中文关键词: 机器学习;标记分布学习;;;
英文摘要: In a particular application, the importance of the different meanings of an ambiguous object is often different. The current framework of multi-label learning cannot match this phenomenon well. To deal with such situation, label distribution learning is proposed as a new learning framework, where an instance is not labeled by a label set, but by a label distribution. For each label in a label distribution, there is a real number called description degree, which represents the importance of the corresponding label. Compared with multi-label learning, label distribution learning is more general, flexible, and expressive. It is a fresh try to solve the ambiguity problem in learning. Moreover, both single-label and multi-label learning can be viewed as special cases of label distribution learning. Thus the research on label distribution learning might help to solve the problems in single-label and multi-label learning.

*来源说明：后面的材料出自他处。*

// src/core/storage/mod.rs

//! Storage backends for originals and derived artifacts.
//!
//! Backends translate I/O failures into responses with a status code and an
//! attached error; a 404 is an ordinary response, not an error.

mod filesystem;
mod http_backend;
mod memory;

pub use filesystem::FilesystemStorage;
pub use http_backend::HttpStorage;
pub use memory::MemoryStorage;

use crate::core::errors::GatewayError;
use crate::core::response::Response;
use async_trait::async_trait;
use bytes::Bytes;
use chrono::{DateTime, SecondsFormat, Utc};
use http::HeaderMap;

/// Listing parameters, mirroring the S3 `ListObjects` query surface.
#[derive(Debug, Clone, Default)]
pub struct ListOptions {
    /// Bucket name echoed back in the listing document.
    pub bucket: String,
    pub prefix: String,
    pub delimiter: Option<String>,
    pub marker: String,
    pub max_keys: usize,
}

/// One object in a bucket listing.
#[derive(Debug, Clone, PartialEq)]
pub struct ObjectInfo {
    pub key: String,
    pub last_modified: DateTime<Utc>,
    pub size: u64,
    pub etag: String,
}

/// An S3-style bucket listing.
#[derive(Debug, Clone, Default)]
pub struct ObjectListing {
    pub name: String,
    pub prefix: String,
    pub marker: String,
    pub max_keys: usize,
    pub is_truncated: bool,
    pub contents: Vec<ObjectInfo>,
    pub common_prefixes: Vec<String>,
}

/// A storage backend for one side (originals or derived) of a bucket.
#[async_trait]
pub trait Storage: Send + Sync {
    async fn get(&self, path: &str) -> Response;
    async fn head(&self, path: &str) -> Response;
    async fn put(&self, path: &str, headers: &HeaderMap, body: Bytes) -> Response;
    async fn delete(&self, path: &str) -> Response;
    async fn list(&self, opts: &ListOptions) -> Result<ObjectListing, GatewayError>;
}

/// Applies S3 listing semantics (marker, prefix, delimiter grouping and
/// max-keys truncation) to a sorted set of objects.
pub fn build_listing(mut objects: Vec<ObjectInfo>, opts: &ListOptions) -> ObjectListing {
    objects.sort_by(|a, b| a.key.cmp(&b.key));

    let mut listing = ObjectListing {
        name: opts.bucket.clone(),
        prefix: opts.prefix.clone(),
        marker: opts.marker.clone(),
        max_keys: opts.max_keys,
        ..Default::default()
    };

    let mut seen_prefixes: Vec<String> = Vec::new();
    for object in objects {
        if !object.key.starts_with(&opts.prefix) {
            continue;
        }
        if !opts.marker.is_empty() && object.key.as_str() <= opts.marker.as_str() {
            continue;
        }

        // Keys sharing a delimiter-bounded prefix are rolled up instead of
        // listed individually.
        if let Some(delimiter) = opts.delimiter.as_deref().filter(|d| !d.is_empty()) {
            let remainder = &object.key[opts.prefix.len()..];
            if let Some(cut) = remainder.find(delimiter) {
                let common = format!(
                    "{}{}{}",
                    opts.prefix,
                    &remainder[..cut],
                    delimiter
                );
                if !seen_prefixes.contains(&common) {
                    seen_prefixes.push(common);
                }
                continue;
            }
        }

        if listing.contents.len() + seen_prefixes.len() >= opts.max_keys.max(1) {
            listing.is_truncated = true;
            break;
        }
        listing.contents.push(object);
    }

    listing.common_prefixes = seen_prefixes;
    listing
}

impl ObjectListing {
    /// Renders the listing as an S3 `ListBucketResult` document.
    pub fn to_xml(&self) -> String {
        let mut xml = String::from(
            "<?xml version=\"1.0\" encoding=\"UTF-8\"?>\n\
             <ListBucketResult xmlns=\"http://s3.amazonaws.com/doc/2006-03-01/\">",
        );
        xml.push_str(&format!("<Name>{}</Name>", escape_xml(&self.name)));
        xml.push_str(&format!("<Prefix>{}</Prefix>", escape_xml(&self.prefix)));
        xml.push_str(&format!("<Marker>{}</Marker>", escape_xml(&self.marker)));
        xml.push_str(&format!("<MaxKeys>{}</MaxKeys>", self.max_keys));
        xml.push_str(&format!("<IsTruncated>{}</IsTruncated>", self.is_truncated));
        for object in &self.contents {
            xml.push_str("<Contents>");
            xml.push_str(&format!("<Key>{}</Key>", escape_xml(&object.key)));
            xml.push_str(&format!(
                "<LastModified>{}</LastModified>",
                object.last_modified.to_rfc3339_opts(SecondsFormat::Millis, true)
            ));
            xml.push_str(&format!("<ETag>{}</ETag>", escape_xml(&object.etag)));
            xml.push_str(&format!("<Size>{}</Size>", object.size));
            xml.push_str("<StorageClass>STANDARD</StorageClass>");
            xml.push_str("</Contents>");
        }
        for prefix in &self.common_prefixes {
            xml.push_str(&format!(
                "<CommonPrefixes><Prefix>{}</Prefix></CommonPrefixes>",
                escape_xml(prefix)
            ));
        }
        xml.push_str("</ListBucketResult>");
        xml
    }
}

fn escape_xml(value: &str) -> String {
    value
        .replace('&', "&amp;")
        .replace('<', "&lt;")
        .replace('>', "&gt;")
        .replace('"', "&quot;")
}

/// Formats a timestamp for the HTTP `Last-Modified` header.
pub(crate) fn http_date(when: DateTime<Utc>) -> String {
    when.format("%a, %d %b %Y %H:%M:%S GMT").to_string()
}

This project is one of the first explorations of label distribution learning, which will study its theory, algorithms, applications, and uses in learning from crowds and the utilization of label correlation. This project endeavors to propose a basic theoretical framework and several algorithms for label distribution learning, and prove their values in real applications. It will result in 8-10 high-qua
英文关键词: Machine Learning;Label Distribution Learning;;;